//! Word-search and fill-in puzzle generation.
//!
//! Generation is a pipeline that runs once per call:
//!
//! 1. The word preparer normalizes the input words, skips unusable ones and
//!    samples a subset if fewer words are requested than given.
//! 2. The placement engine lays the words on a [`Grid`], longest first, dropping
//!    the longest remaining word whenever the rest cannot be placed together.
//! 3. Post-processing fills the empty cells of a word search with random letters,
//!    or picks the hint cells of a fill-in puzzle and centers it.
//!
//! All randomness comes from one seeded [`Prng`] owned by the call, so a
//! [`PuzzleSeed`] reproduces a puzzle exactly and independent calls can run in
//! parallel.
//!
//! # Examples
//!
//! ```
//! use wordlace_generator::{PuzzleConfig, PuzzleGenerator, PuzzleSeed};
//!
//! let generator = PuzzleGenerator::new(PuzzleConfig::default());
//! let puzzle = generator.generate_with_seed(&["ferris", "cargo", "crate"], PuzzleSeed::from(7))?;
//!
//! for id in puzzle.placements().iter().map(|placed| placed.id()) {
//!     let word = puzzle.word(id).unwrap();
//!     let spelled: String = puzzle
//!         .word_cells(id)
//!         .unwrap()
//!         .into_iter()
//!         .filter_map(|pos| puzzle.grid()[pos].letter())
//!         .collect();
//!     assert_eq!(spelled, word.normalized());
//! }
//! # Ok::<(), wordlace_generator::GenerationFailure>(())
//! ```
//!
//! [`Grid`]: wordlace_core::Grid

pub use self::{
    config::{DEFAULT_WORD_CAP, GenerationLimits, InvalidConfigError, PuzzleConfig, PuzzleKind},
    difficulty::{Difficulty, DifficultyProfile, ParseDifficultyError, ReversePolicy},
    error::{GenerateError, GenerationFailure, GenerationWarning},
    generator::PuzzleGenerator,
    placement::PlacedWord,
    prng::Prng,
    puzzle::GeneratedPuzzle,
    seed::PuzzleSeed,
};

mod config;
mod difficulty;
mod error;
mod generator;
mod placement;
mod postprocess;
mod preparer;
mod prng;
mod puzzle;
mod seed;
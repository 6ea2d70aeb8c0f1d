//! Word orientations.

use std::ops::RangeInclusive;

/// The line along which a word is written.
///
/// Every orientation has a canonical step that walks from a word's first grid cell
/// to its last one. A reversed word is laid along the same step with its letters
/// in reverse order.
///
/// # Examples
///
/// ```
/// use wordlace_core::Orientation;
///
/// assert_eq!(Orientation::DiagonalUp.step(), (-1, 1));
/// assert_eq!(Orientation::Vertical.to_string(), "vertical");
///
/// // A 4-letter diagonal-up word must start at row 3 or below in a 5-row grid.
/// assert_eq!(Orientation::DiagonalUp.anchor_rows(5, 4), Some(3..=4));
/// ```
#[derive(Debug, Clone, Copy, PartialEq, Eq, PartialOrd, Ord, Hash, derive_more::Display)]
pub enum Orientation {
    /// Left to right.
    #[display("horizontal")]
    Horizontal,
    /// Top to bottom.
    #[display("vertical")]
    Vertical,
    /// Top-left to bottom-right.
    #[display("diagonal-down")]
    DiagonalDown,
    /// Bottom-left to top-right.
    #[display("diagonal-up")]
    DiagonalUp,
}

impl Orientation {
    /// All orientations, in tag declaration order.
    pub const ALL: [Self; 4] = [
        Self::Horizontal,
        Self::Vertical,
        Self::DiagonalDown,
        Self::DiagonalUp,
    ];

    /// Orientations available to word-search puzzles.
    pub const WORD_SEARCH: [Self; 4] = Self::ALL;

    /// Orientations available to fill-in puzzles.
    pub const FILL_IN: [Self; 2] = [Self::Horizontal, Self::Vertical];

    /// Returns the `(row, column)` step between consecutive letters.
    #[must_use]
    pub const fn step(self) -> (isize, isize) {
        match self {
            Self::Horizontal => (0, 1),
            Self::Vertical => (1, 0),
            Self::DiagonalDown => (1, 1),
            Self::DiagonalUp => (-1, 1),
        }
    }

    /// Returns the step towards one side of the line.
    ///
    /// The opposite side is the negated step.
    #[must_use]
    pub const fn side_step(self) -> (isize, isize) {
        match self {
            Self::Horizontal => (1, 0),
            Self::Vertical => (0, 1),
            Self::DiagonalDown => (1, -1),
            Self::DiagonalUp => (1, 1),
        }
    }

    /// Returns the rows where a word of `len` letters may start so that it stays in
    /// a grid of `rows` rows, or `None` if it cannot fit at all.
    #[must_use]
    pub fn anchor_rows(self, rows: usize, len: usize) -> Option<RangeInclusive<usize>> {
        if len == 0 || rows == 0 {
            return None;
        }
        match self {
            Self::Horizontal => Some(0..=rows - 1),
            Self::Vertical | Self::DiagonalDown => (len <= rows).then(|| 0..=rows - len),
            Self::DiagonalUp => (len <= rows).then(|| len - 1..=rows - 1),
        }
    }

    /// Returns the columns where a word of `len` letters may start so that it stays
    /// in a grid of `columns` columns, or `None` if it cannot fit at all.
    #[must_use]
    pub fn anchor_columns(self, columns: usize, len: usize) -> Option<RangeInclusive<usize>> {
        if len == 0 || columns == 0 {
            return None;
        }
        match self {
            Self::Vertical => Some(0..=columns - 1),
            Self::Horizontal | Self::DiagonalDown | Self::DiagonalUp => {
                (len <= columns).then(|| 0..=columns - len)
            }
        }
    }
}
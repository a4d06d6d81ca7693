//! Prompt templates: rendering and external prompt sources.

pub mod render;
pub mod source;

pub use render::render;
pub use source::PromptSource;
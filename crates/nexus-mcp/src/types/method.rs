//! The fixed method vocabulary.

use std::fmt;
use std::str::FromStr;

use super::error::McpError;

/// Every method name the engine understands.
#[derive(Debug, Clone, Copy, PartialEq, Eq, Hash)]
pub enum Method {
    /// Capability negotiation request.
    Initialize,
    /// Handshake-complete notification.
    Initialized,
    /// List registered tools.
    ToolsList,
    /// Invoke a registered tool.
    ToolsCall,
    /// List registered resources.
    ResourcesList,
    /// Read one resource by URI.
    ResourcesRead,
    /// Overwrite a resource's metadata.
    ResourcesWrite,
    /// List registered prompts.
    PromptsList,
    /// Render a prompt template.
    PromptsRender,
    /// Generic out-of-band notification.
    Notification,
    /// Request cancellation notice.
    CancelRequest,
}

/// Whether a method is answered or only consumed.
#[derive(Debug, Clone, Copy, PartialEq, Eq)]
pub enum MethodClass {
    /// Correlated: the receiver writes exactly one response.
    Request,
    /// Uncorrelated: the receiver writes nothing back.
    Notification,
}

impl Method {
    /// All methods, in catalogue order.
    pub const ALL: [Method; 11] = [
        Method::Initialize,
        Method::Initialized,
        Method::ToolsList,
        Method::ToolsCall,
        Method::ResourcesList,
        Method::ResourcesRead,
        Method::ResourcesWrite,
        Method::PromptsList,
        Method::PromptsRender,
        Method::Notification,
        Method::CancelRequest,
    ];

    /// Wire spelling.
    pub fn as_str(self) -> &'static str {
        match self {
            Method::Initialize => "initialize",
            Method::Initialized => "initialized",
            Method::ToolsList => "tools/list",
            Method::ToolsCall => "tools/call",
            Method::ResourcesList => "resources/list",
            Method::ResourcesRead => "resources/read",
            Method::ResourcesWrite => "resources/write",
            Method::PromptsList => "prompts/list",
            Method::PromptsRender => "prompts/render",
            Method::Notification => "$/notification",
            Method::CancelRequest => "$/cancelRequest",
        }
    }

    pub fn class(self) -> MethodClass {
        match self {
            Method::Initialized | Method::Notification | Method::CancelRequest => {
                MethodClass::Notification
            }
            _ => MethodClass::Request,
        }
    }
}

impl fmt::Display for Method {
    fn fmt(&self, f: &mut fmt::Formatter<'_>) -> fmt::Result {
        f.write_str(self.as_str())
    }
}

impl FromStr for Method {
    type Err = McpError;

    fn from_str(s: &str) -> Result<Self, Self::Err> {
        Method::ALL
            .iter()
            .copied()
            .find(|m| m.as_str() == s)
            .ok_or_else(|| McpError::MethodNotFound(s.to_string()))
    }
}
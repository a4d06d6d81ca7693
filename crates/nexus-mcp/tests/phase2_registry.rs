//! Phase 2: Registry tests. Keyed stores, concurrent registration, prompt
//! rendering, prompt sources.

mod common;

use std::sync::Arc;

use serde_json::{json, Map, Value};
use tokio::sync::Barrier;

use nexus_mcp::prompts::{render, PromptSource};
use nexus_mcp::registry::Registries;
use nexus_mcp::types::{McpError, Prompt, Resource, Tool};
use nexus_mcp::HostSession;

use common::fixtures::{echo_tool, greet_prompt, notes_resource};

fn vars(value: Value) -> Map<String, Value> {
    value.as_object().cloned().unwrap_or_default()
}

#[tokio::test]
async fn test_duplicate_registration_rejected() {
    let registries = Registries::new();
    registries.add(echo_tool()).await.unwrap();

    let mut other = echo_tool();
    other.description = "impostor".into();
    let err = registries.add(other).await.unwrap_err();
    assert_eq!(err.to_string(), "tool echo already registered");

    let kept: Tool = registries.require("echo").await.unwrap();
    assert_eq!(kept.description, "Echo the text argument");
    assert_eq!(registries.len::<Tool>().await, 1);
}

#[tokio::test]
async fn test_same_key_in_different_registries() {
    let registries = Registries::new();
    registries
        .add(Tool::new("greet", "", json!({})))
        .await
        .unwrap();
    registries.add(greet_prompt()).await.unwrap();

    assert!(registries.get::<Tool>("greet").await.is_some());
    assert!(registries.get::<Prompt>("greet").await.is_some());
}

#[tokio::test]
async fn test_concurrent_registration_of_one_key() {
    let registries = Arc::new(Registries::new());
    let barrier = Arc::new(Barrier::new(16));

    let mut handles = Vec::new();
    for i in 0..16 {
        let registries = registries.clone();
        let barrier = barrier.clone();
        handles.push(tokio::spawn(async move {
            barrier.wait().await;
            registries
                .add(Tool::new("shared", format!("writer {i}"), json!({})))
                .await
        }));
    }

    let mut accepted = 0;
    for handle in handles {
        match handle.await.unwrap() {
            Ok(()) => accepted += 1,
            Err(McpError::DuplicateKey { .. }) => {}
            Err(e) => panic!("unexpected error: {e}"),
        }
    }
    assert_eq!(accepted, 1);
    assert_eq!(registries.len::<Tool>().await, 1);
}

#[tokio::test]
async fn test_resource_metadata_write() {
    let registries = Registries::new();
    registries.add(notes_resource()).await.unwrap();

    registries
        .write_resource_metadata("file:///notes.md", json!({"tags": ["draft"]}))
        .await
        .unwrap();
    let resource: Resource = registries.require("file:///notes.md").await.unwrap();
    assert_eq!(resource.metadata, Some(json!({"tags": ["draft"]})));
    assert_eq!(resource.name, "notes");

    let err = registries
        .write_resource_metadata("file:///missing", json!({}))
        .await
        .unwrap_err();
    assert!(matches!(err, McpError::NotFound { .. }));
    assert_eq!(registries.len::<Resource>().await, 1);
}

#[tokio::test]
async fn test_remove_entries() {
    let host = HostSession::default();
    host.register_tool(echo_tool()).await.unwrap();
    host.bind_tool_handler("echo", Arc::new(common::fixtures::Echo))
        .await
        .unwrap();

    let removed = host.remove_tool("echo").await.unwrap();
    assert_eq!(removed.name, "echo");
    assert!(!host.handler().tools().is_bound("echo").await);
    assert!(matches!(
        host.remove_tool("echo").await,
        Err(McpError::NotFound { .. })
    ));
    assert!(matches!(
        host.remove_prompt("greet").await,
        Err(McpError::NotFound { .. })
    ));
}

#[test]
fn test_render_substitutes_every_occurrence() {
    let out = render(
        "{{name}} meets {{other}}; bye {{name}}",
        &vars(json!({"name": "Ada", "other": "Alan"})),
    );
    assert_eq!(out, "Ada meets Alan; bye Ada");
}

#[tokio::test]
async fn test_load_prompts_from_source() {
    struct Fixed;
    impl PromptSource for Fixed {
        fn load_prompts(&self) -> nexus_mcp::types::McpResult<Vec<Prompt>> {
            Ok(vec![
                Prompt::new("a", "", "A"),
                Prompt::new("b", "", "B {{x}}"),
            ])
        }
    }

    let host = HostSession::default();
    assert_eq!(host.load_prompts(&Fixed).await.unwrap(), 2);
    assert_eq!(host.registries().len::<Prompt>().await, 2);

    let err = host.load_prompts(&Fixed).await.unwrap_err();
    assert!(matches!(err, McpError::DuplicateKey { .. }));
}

### Work request
Show each line of the material that includes the word "PuzzleConfig".

### Expected output
//! use wordlace_generator::{PuzzleConfig, PuzzleGenerator, PuzzleSeed};
//! let generator = PuzzleGenerator::new(PuzzleConfig::default());
    config::{DEFAULT_WORD_CAP, GenerationLimits, InvalidConfigError, PuzzleConfig, PuzzleKind},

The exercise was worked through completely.